Gary Johnson, the Libertarian nominee for president, had been raring for Wednesday night’s “town hall” on MSNBC. He had been cut from the first televised debate after missing the polling threshold, and he had not been invited when the network hosted a “commander-in-chief forum” with Hillary Clinton and Donald Trump.
“This was their consolation prize,” Johnson told The Washington Post this week when asked about the MSNBC special. “It was put to us that, look, you weren’t in this initial program. Here’s what we’d like to offer in lieu of being with the two major party candidates. And I said: An hour of prime time Chris Matthews? I’ll take it.”
But the hour didn’t go as planned. Johnson, who had been pilloried for blanking on the relevance of the Syrian city of Aleppo in another MSNBC interview, whiffed his way through an even easier foreign policy question.
“Who’s your favorite foreign leader?” asked Matthews.
“Who’s my favorite?” said Johnson.
“Anywhere in the continents,” said Matthews. “Any country. Name one foreign leader that you look up to.”
Bill Weld, Johnson’s running mate, chimed in with an assist. “I’m with Shimon Peres.”
“I’m talking about living, OK?” said Matthews. “You gotta do this. Any continent. Canada, Mexico?”
“I guess I’m having an Aleppo moment,” said Johnson.
“In the whole world!” said Matthews. “Anybody in the world.”

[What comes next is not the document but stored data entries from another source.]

//! 条件评估器
//!
//! 实现各操作符的比较逻辑。缺失值与 null 视为同一个哨兵：
//! `equal null` 对两者都成立，数值比较对两者都返回 false。

use crate::error::{Result, RuleError};
use crate::operators::Operator;
use serde_json::Value;

/// 条件评估器
pub struct ConditionEvaluator;

impl ConditionEvaluator {
    /// 评估单个比较
    ///
    /// # Arguments
    /// * `fact_value` - 左侧事实值（路径提取后），None 表示缺失
    /// * `operator` - 操作符
    /// * `expected_value` - 右侧值（字面量或已解析的事实）
    pub fn evaluate(
        fact_value: Option<&Value>,
        operator: Operator,
        expected_value: &Value,
    ) -> Result<bool> {
        let fact_value = fact_value.unwrap_or(&Value::Null);

        match operator {
            Operator::Equal => Ok(Self::eq(fact_value, expected_value)),
            Operator::NotEqual => Ok(!Self::eq(fact_value, expected_value)),
            Operator::GreaterThan => Self::compare(operator, fact_value, expected_value, |a, b| a > b),
            Operator::GreaterThanInclusive => {
                Self::compare(operator, fact_value, expected_value, |a, b| a >= b)
            }
            Operator::LessThan => Self::compare(operator, fact_value, expected_value, |a, b| a < b),
            Operator::LessThanInclusive => {
                Self::compare(operator, fact_value, expected_value, |a, b| a <= b)
            }
            Operator::In => Self::in_list(operator, fact_value, expected_value),
            Operator::NotIn => Self::in_list(operator, fact_value, expected_value).map(|r| !r),
            Operator::Contains => Self::contains(operator, fact_value, expected_value),
            Operator::DoesNotContain => {
                if fact_value.is_null() {
                    return Ok(false);
                }
                Self::contains(operator, fact_value, expected_value).map(|r| !r)
            }
            Operator::IsInteger => Ok(Self::is_integer(fact_value)),
        }
    }

    /// 相等比较
    fn eq(field: &Value, expected: &Value) -> bool {
        // 数值统一转为浮点数，避免 60 与 60.0 比较失败
        if let (Some(f1), Some(f2)) = (field.as_f64(), expected.as_f64()) {
            return f1 == f2;
        }

        field == expected
    }

    /// 数值比较，任一侧为 null 时不成立
    fn compare<F>(operator: Operator, field: &Value, expected: &Value, cmp: F) -> Result<bool>
    where
        F: Fn(f64, f64) -> bool,
    {
        if field.is_null() || expected.is_null() {
            return Ok(false);
        }

        let field_num = Self::as_number(operator, field)?;
        let expected_num = Self::as_number(operator, expected)?;

        Ok(cmp(field_num, expected_num))
    }

    /// 列表包含检查 (in / notIn)
    fn in_list(operator: Operator, field: &Value, expected: &Value) -> Result<bool> {
        let arr = expected.as_array().ok_or_else(|| RuleError::TypeMismatch {
            operator: operator.to_string(),
            expected: "array".to_string(),
            actual: Self::type_name(expected).to_string(),
        })?;

        Ok(arr.iter().any(|item| Self::eq(field, item)))
    }

    /// 字符串/数组包含检查
    fn contains(operator: Operator, field: &Value, expected: &Value) -> Result<bool> {
        match field {
            Value::Null => Ok(false),
            Value::String(s) => {
                let substr = expected.as_str().ok_or_else(|| RuleError::TypeMismatch {
                    operator: operator.to_string(),
                    expected: "string".to_string(),
                    actual: Self::type_name(expected).to_string(),
                })?;
                Ok(s.contains(substr))
            }
            Value::Array(arr) => Ok(arr.iter().any(|item| Self::eq(item, expected))),
            _ => Err(RuleError::TypeMismatch {
                operator: operator.to_string(),
                expected: "string or array".to_string(),
                actual: Self::type_name(field).to_string(),
            }),
        }
    }

    /// 整数检查：字符串等非数值一律不成立
    fn is_integer(value: &Value) -> bool {
        match value {
            Value::Number(n) if n.is_i64() || n.is_u64() => true,
            Value::Number(n) => n.as_f64().is_some_and(|f| f.is_finite() && f.fract() == 0.0),
            _ => false,
        }
    }

    fn as_number(operator: Operator, value: &Value) -> Result<f64> {
        value.as_f64().ok_or_else(|| RuleError::TypeMismatch {
            operator: operator.to_string(),
            expected: "number".to_string(),
            actual: Self::type_name(value).to_string(),
        })
    }

    /// 获取值的类型名称
    pub(crate) fn type_name(value: &Value) -> &'static str {
        match value {
            Value::Null => "null",
            Value::Bool(_) => "boolean",
            Value::Number(_) => "number",
            Value::String(_) => "string",
            Value::Array(_) => "array",
            Value::Object(_) => "object",
        }
    }
}
//! 规则引擎错误类型
//!
//! 地块 schema 校验失败是唯一的预期错误，调用方可据此给出字段级提示；
//! 其余错误都代表规则或事实定义有误，应直接向上传播。

use serde::Serialize;
use thiserror::Error;

/// 单个字段的校验违规
#[derive(Debug, Clone, PartialEq, Eq, Serialize)]
pub struct FieldViolation {
    /// 违规字段名
    pub field: String,
    pub kind: ViolationKind,
    pub message: String,
}

#[derive(Debug, Clone, Copy, PartialEq, Eq, Serialize)]
#[serde(rename_all = "snake_case")]
pub enum ViolationKind {
    /// 必填字段缺失
    Missing,
    /// 字段存在但类型或格式不符
    Invalid,
}

impl std::fmt::Display for FieldViolation {
    fn fmt(&self, f: &mut std::fmt::Formatter<'_>) -> std::fmt::Result {
        write!(f, "{}: {}", self.field, self.message)
    }
}

#[derive(Debug, Error)]
pub enum RuleError {
    #[error("地块 schema 校验失败: {}", format_violations(.violations))]
    ParcelSchemaValidation { violations: Vec<FieldViolation> },

    #[error("事实未注册: {0}")]
    FactNotFound(String),

    #[error("事实存在循环依赖: {0}")]
    CircularFact(String),

    #[error("事实 {fact} 计算失败: {reason}")]
    FactComputation { fact: String, reason: String },

    #[error("类型不匹配: 操作符 {operator} 期望 {expected}, 实际 {actual}")]
    TypeMismatch {
        operator: String,
        expected: String,
        actual: String,
    },

    #[error("无法解析日期 '{value}': 期望格式 YYYY-MM-DD")]
    InvalidDate { value: String },

    #[error("规则解析失败: {0}")]
    ParseError(String),

    #[error("规则编译失败: {0}")]
    CompileError(String),

    #[error("规则未找到: {0}")]
    RuleNotFound(String),

    #[error("JSON 序列化错误: {0}")]
    JsonError(#[from] serde_json::Error),

    #[error("读取规则文件失败: {0}")]
    Io(#[from] std::io::Error),
}

impl RuleError {
    /// 是否为地块校验错误（唯一可恢复的错误类型）
    pub fn is_validation(&self) -> bool {
        matches!(self, Self::ParcelSchemaValidation { .. })
    }

    /// 校验违规列表，非校验错误时为空
    pub fn violations(&self) -> &[FieldViolation] {
        match self {
            Self::ParcelSchemaValidation { violations } => violations,
            _ => &[],
        }
    }

    pub(crate) fn computation(fact: impl Into<String>, reason: impl std::fmt::Display) -> Self {
        Self::FactComputation {
            fact: fact.into(),
            reason: reason.to_string(),
        }
    }
}

fn format_violations(violations: &[FieldViolation]) -> String {
    violations
        .iter()
        .map(ToString::to_string)
        .collect::<Vec<_>>()
        .join("; ")
}

pub type Result<T> = std::result::Result<T, RuleError>;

“I know, I know,” said Johnson.
“Pick any leader,” said Matthews.
“The former president of Mexico,” said Johnson.
“Which one?”asked Matthews.
“I’m having a brain freeze,” said Johnson.
Weld, who had left the governor’s office in Massachusetts in an unsuccessful attempt to become ambassador to Mexico, began naming the country’s former presidents. “Fox? Zedillo? Calderon?”
“Fox,” said Johnson with a combination of jubilation and relief. “He was terrific.”
Johnson’s inability to remember the full name of Vicente Fox was a genuine surprise. Johnson governed New Mexico, which shares a small border with Mexico, from 1995 to 2003. Fox, a former Coca Cola executive, won Mexico’s 2000 presidential election with an unusual amount of fanfare, as his center-right National Action Party (PAN) broke generations of one-party rule by the center-left Institutional Revolutionary Party (PRI).
And in recent months, Fox had become a vigorous opponent of Donald Trump. He gave several interviews promising that Mexico would not “pay for that f—ing wall” if Trump won the presidency. He was filmed bashing a Trump-shaped pinata. He tweeted mockery at Trump when he managed to wind up on a Trump campaign fundraising email list.
Johnson had appeared to notice. Over the summer, as he rose in the polls, Johnson added Texas-based immigration reform advocate Juan Hernandez as an adviser on Latino issues. This past weekend, at the annual Texas Tribune Festival in Austin, Hernandez organized interviews between Johnson and several Spanish-language TV stations. The Washington Post was in the room as Hernandez talked Johnson through a Mexican television spot, where he offered to meet with Mexico’s President Enrico Pena Nieto to discuss immigration and trade. “As Vicente Fox says: Hoy, hoy, hoy!” said Johnson.